The development history of environmental test chamber Mar 01, 2022
Believe it or not, most of the technologies we take for granted today would not be possible without an environmental test chamber. At the heart of research and development, environmental test chambers are used to determine product performance, reliability, strength and failure points in many industries. Today, environmental test chambers vary in performance, size and capability. They are critical to a wide range of industries, from small handheld devices to electric vehicles.

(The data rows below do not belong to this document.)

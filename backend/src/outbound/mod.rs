//! Outbound adapters implementing domain ports for external infrastructure.
//!
//! This module follows the hexagonal architecture pattern, providing concrete
//! implementations of domain port traits:
//!
//! - **memory**: process-local tables standing in for the hosted backend
//!   (accounts, profiles, records and file storage), optionally seeded with
//!   demo data
//!
//! Adapters are thin translators that convert between domain types and
//! infrastructure-specific representations. They contain no business logic.

pub mod memory;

The first formal environmental laboratory was not invented until 1951 by Charles Conrad. He does this by altering his home refrigerator to achieve extremely cold temperatures as low as -125°F. New environmental testing techniques take off from there.

With the expansion and formalization of environmental testing, special types of temperature, humidity, corrosion, vibration and other test chambers began to appear. Below are some common types of environmental test chambers today, ranging in size from small benchtop models to walk-in or drive-through rooms.

Temperature and humidity chamber
Using a precisely calibrated heating and cooling system, the  temperature and humidity chamber must maintain precise control of the test environment. The fast rate of change simulates the weather conditions a product may encounter during its life cycle, while maximizing test time for efficiency. Today, you can expect temperature accuracy to within ±0.5°C and relative humidity (RH) accuracy to within ±2%.

The constant temperature and humidity chamber can be used for drug stability testing, battery testing, temperature cycling, solar testing, stress screening, HALT and HASS testing, etc.

Industry leading temperature and humidity chambers capable of -70°C to +180°C (-94°F to 356°F) range and produce standard RH ranges between 20% and 95%. Using a high humidity sensor, some chambers can reach 98% RH or as low as 5% RH desiccant air dryers.

Laboratory oven
Commonly used for aging, baking, curing, drying and sterilization, laboratory ovens and liquid cooling ovens are also used for R&D, product design and testing.

Test chambers have grown stronger over the past few decades and have continued to evolve over time. For example, Thchamber can remotely monitor ongoing tests.

Manufacturers are also keeping pace with the growing importance of battery testing. They designed fixtures that fit in the test chamber to accommodate test batteries for everything from battery fonts to medical devices, drones, electric vehicles, and more.

Most of our technological advancements are as good as our environmental testing techniques, which help explain the explosion of innovation and new technologies we've seen over the past 80 years. It is exciting to imagine what will happen to environmental testing technology in another half century.